## SOURCE INFORMATION

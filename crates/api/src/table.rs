// Copyright (C) 2026 Fred Clausen
// Use of this source code is governed by an MIT-style
// license that can be found in the LICENSE file or at
// https://opensource.org/licenses/MIT.

//! Search, sort and pagination for the orders and items tables.
//!
//! Tables operate on the already-filtered subsets. Their search text, sort
//! and page are local view state, not part of the filter state.

use crate::error::ApiError;
use painel_domain::{LineItem, Order};
use serde::Serialize;
use std::cmp::Ordering;

/// Rows per page of the orders table.
pub const ORDERS_PAGE_SIZE: usize = 10;

/// Rows per page of the items table.
pub const ITEMS_PAGE_SIZE: usize = 8;

/// Sort direction of a table column.
#[derive(Debug, Clone, Copy, PartialEq, Eq, Hash, Default, Serialize)]
#[serde(rename_all = "lowercase")]
pub enum SortDirection {
    /// Smallest first.
    Asc,
    /// Largest first.
    #[default]
    Desc,
}

impl SortDirection {
    /// Returns the opposite direction.
    #[must_use]
    pub const fn reversed(self) -> Self {
        match self {
            Self::Asc => Self::Desc,
            Self::Desc => Self::Asc,
        }
    }

    const fn orient(self, ordering: Ordering) -> Ordering {
        match self {
            Self::Asc => ordering,
            Self::Desc => ordering.reverse(),
        }
    }
}

/// Sortable columns of the orders table.
#[derive(Debug, Clone, Copy, PartialEq, Eq, Hash, Serialize)]
pub enum OrderSortField {
    /// Movement number.
    #[serde(rename = "nMov")]
    MovementNumber,
    /// Order number.
    #[serde(rename = "pedido")]
    OrderNumber,
    /// Service type.
    #[serde(rename = "tipoServico")]
    ServiceType,
    /// Modality.
    #[serde(rename = "modalidade")]
    Modality,
    /// Origin city.
    #[serde(rename = "cidadeOrigem")]
    OriginCity,
    /// State code.
    #[serde(rename = "estado")]
    State,
}

impl OrderSortField {
    fn compare(self, a: &Order, b: &Order) -> Ordering {
        match self {
            Self::MovementNumber => a.movement_number.cmp(&b.movement_number),
            Self::OrderNumber => a.order_number.cmp(&b.order_number),
            Self::ServiceType => a.service_type.as_str().cmp(b.service_type.as_str()),
            Self::Modality => a.modality.as_str().cmp(b.modality.as_str()),
            Self::OriginCity => a.origin_city.cmp(&b.origin_city),
            Self::State => a.state.as_str().cmp(b.state.as_str()),
        }
    }
}

/// Sortable columns of the items table.
#[derive(Debug, Clone, Copy, PartialEq, Eq, Hash, Serialize)]
pub enum ItemSortField {
    /// Owning order number.
    #[serde(rename = "pedido")]
    OrderNumber,
    /// Item code.
    #[serde(rename = "codItem")]
    ItemCode,
    /// Description.
    #[serde(rename = "descricao")]
    Description,
    /// Subgroup.
    #[serde(rename = "subgrupo")]
    Subgroup,
    /// Quantity, compared numerically.
    #[serde(rename = "qtde")]
    Quantity,
    /// Total volume, compared numerically.
    #[serde(rename = "volumeTotal")]
    TotalVolume,
}

impl ItemSortField {
    fn compare(self, a: &LineItem, b: &LineItem) -> Ordering {
        match self {
            Self::OrderNumber => a.order_number.cmp(&b.order_number),
            Self::ItemCode => a.item_code.cmp(&b.item_code),
            Self::Description => a.description.cmp(&b.description),
            Self::Subgroup => a.subgroup.as_str().cmp(b.subgroup.as_str()),
            Self::Quantity => a.quantity.cmp(&b.quantity),
            Self::TotalVolume => a.total_volume.total_cmp(&b.total_volume),
        }
    }
}

/// The active sort column and direction of a table.
#[derive(Debug, Clone, Copy, PartialEq, Eq, Serialize)]
pub struct TableSort<F> {
    /// Sorted column.
    pub field: F,
    /// Sort direction.
    pub direction: SortDirection,
}

impl<F: Copy + PartialEq> TableSort<F> {
    /// Creates a sort on the given column.
    #[must_use]
    pub const fn new(field: F, direction: SortDirection) -> Self {
        Self { field, direction }
    }

    /// Returns the sort after a click on a column header.
    ///
    /// Clicking the sorted column flips its direction; clicking another column
    /// sorts by it ascending.
    #[must_use]
    pub fn toggled(self, field: F) -> Self {
        if self.field == field {
            Self::new(field, self.direction.reversed())
        } else {
            Self::new(field, SortDirection::Asc)
        }
    }
}

impl Default for TableSort<OrderSortField> {
    fn default() -> Self {
        Self::new(OrderSortField::MovementNumber, SortDirection::Desc)
    }
}

impl Default for TableSort<ItemSortField> {
    fn default() -> Self {
        Self::new(ItemSortField::OrderNumber, SortDirection::Desc)
    }
}

/// View state of the orders table.
#[derive(Debug, Clone, PartialEq, Eq, Default)]
pub struct OrdersTableQuery {
    /// Case-insensitive search text. Empty matches everything.
    pub search: String,
    /// Active sort.
    pub sort: TableSort<OrderSortField>,
    /// Requested 1-based page.
    pub page: usize,
}

/// View state of the items table.
#[derive(Debug, Clone, PartialEq, Eq, Default)]
pub struct ItemsTableQuery {
    /// Case-insensitive search text. Empty matches everything.
    pub search: String,
    /// Active sort.
    pub sort: TableSort<ItemSortField>,
    /// Requested 1-based page.
    pub page: usize,
}

/// One page of table rows.
#[derive(Debug, Clone, PartialEq, Serialize)]
#[serde(rename_all = "camelCase")]
pub struct TablePage<T> {
    /// Rows on this page.
    pub rows: Vec<T>,
    /// Number of rows matching the search, across all pages.
    pub total: usize,
    /// The 1-based page actually shown.
    pub page: usize,
    /// Number of pages; 0 when nothing matches.
    pub total_pages: usize,
}

const fn total_pages(total: usize, page_size: usize) -> usize {
    total.div_ceil(page_size)
}

fn take_page<T>(rows: Vec<T>, page: usize, page_size: usize, total_pages: usize) -> TablePage<T> {
    let total: usize = rows.len();
    let rows: Vec<T> = rows
        .into_iter()
        .skip((page - 1) * page_size)
        .take(page_size)
        .collect();
    TablePage {
        rows,
        total,
        page,
        total_pages,
    }
}

/// Cuts one page out of a row list, clamping the request into range.
///
/// Page 0 is treated as page 1 and pages past the end show the last page.
#[must_use]
pub fn paginate<T>(rows: Vec<T>, page: usize, page_size: usize) -> TablePage<T> {
    let pages: usize = total_pages(rows.len(), page_size);
    let page: usize = page.clamp(1, pages.max(1));
    take_page(rows, page, page_size, pages)
}

/// Cuts one page out of a row list, refusing out-of-range requests.
///
/// An empty list has a single, empty first page.
///
/// # Errors
///
/// Returns `ApiError::PageOutOfRange` if `page` is 0 or past the last page.
pub fn page_strict<T>(rows: Vec<T>, page: usize, page_size: usize) -> Result<TablePage<T>, ApiError> {
    let pages: usize = total_pages(rows.len(), page_size);
    if page == 0 || page > pages.max(1) {
        return Err(ApiError::PageOutOfRange {
            page,
            total_pages: pages,
        });
    }
    Ok(take_page(rows, page, page_size, pages))
}

fn contains_folded(haystack: &str, needle: &str) -> bool {
    haystack.to_lowercase().contains(needle)
}

/// Searches, sorts and paginates the orders table.
///
/// The search matches movement number, order number, service type, modality
/// and origin city.
#[must_use]
pub fn query_orders_table<'a>(orders: &[&'a Order], query: &OrdersTableQuery) -> TablePage<&'a Order> {
    let needle: String = query.search.to_lowercase();
    let mut rows: Vec<&'a Order> = orders
        .iter()
        .copied()
        .filter(|order| {
            needle.is_empty()
                || contains_folded(&order.movement_number, &needle)
                || contains_folded(&order.order_number, &needle)
                || contains_folded(order.service_type.as_str(), &needle)
                || contains_folded(order.modality.as_str(), &needle)
                || contains_folded(&order.origin_city, &needle)
        })
        .collect();

    let sort: TableSort<OrderSortField> = query.sort;
    rows.sort_by(|a, b| sort.direction.orient(sort.field.compare(a, b)));

    paginate(rows, query.page, ORDERS_PAGE_SIZE)
}

/// Searches, sorts and paginates the items table.
///
/// The search matches order number, item code and description.
#[must_use]
pub fn query_items_table<'a>(items: &[&'a LineItem], query: &ItemsTableQuery) -> TablePage<&'a LineItem> {
    let needle: String = query.search.to_lowercase();
    let mut rows: Vec<&'a LineItem> = items
        .iter()
        .copied()
        .filter(|item| {
            needle.is_empty()
                || contains_folded(&item.order_number, &needle)
                || contains_folded(&item.item_code, &needle)
                || contains_folded(&item.description, &needle)
        })
        .collect();

    let sort: TableSort<ItemSortField> = query.sort;
    rows.sort_by(|a, b| sort.direction.orient(sort.field.compare(a, b)));

    paginate(rows, query.page, ITEMS_PAGE_SIZE)
}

## WHAT NEEDS TO BE DONE
Looking at the data above, show all lines where the word "Debug" occurs.

## RESULT
#[derive(Debug, Clone, Copy, PartialEq, Eq, Hash, Default, Serialize)]
#[derive(Debug, Clone, Copy, PartialEq, Eq, Hash, Serialize)]
#[derive(Debug, Clone, Copy, PartialEq, Eq, Hash, Serialize)]
#[derive(Debug, Clone, Copy, PartialEq, Eq, Serialize)]
#[derive(Debug, Clone, PartialEq, Eq, Default)]
#[derive(Debug, Clone, PartialEq, Eq, Default)]
#[derive(Debug, Clone, PartialEq, Serialize)]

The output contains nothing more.